The Department of Homeland Security (DHS) on June 17 confirmed that the alleged leader of a plot to carry out a terrorist attack against the White House’s UFC event over the past weekend is an illegal immigrant who was allowed to stay in the United States under the Deferred Action for Childhood Arrivals (DACA) program.
In a statement, the DHS confirmed that Abraham Hermosillo Alvarez, a Mexican illegal immigrant, entered the United States on a B-2 visitor visa and failed to depart the country after it expired in 2001.
In 2014, according to the department, he was granted DACA status, an Obama administration policy that allowed some people who were illegally present in the United States to receive deferred action from deportation procedures and be eligible to work.
“This illegal alien from Mexico should never have been allowed in our country. He was the ringleader of a failed terror attack targeting UFC Freedom 250 at the White House,” acting DHS Assistant Secretary Lauren Bis said in a statement. “He and his co-conspirators now face charges of conspiracy to commit murder and conspiracy to commit violence on White House grounds. He will face justice and swiftly be removed from our country.”
Earlier this week, the Department of Justice (DOJ) accused Alvarez, who allegedly went by the moniker “Shepherd” online, of organizing, directing, and planning the attack against the UFC event, which was held on the night of June 14 on the South Lawn of the White House and was attended by President Donald Trump and other White House officials.
The FBI arrested Alvarez and four others across the United States, finding that they had allegedly procured weapons and made plans to launch the attack. The law enforcement agency made arrests in Ohio, Missouri, Nebraska, and California, according to the DOJ.
“This is the best action I see. Position your teams in the purple dots (counter sniper and drones) Long range (circled area) (great shot) Easy out into the river,” Alvarez is accused of saying in a chat app to several others who were later arrested in the plot.
He is also accused of replying to another member about making explosive drones, saying at one point to get “as many and as deadly” as they could get.
The five people who were charged appeared to have an anti-government animus and were motivated in part by anger at the handling of investigative files related to sex offender Jeffrey Epstein, prosecutors said in documents.
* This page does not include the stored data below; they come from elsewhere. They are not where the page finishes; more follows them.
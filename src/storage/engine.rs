//! In-Memory Relational Store
//!
//! This module implements the backing store behind the connection pool: one
//! table per entity, unique-key constraints, server-assigned ids, and
//! optional write-through persistence to a JSON snapshot file.
//!
//! ## Design Decisions
//!
//! 1. **One lock per table**: products, users and suppliers each sit behind
//!    their own `RwLock`, so reads of one table never wait on writes to another.
//! 2. **Constraint checks under the write lock**: duplicate detection and the
//!    write that follows happen in one critical section, which serializes
//!    concurrent mutations of the same key.
//! 3. **Ordered tables**: `BTreeMap` gives read-all results a stable order
//!    (products by SKU, users and suppliers by id).
//! 4. **Write-through snapshots**: a mutation is applied to a staged copy of
//!    its table, the whole store is written to a temp file and renamed over
//!    the snapshot, and only then is the staged table swapped in.
//!
//! ## Concurrency Model
//!
//! ```text
//! ┌─────────────────────────────────────────────────────────────┐
//! │                        Database                             │
//! │  ┌────────────┐   ┌────────────┐   ┌────────────┐           │
//! │  │  products  │   │   users    │   │ suppliers  │           │
//! │  │   RwLock   │   │   RwLock   │   │   RwLock   │           │
//! │  │  BTreeMap  │   │  BTreeMap  │   │  BTreeMap  │           │
//! │  └────────────┘   └────────────┘   └────────────┘           │
//! │                 persist lock (snapshot writer)              │
//! └─────────────────────────────────────────────────────────────┘
//! ```
//!
//! Memory-only writers hold exactly one table lock at a time. With a snapshot
//! file, writers take the persist lock first, then the write lock of the
//! table they mutate, then read locks on the other tables.

use crate::model::{normalize_email, Product, Supplier, User};
use parking_lot::{Mutex, RwLock};
use serde::{Deserialize, Serialize};
use std::collections::{BTreeMap, HashSet};
use std::fmt;
use std::fs;
use std::io;
use std::path::{Path, PathBuf};
use std::sync::atomic::{AtomicBool, AtomicI64, AtomicU64, Ordering};
use thiserror::Error;
use tracing::{debug, error, info};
The attack, according to the papers, was designed to “jumpstart” a revolution in the United States.
Alvarez also told members of a messenger chat group that after the attack, the conspirators “expected the system to collapse” after their attack was carried out and “encouraged individuals in the group to seek refuge and stay within ... pre-determined tiers,” the court papers said.

Vice President JD Vance said earlier this week that authorities were trying to look at the underground networks that would drive such violence.
“That’s not a few guys doing crazy stuff, that is a coordinated planned terrorist plot,” Vance told Fox News in an interview.
Alvarez has not yet entered a plea in court. A public defender assigned to him did not immediately respond to an Epoch Times request for comment. Proper’s court-appointed public defender did not return a request for comment.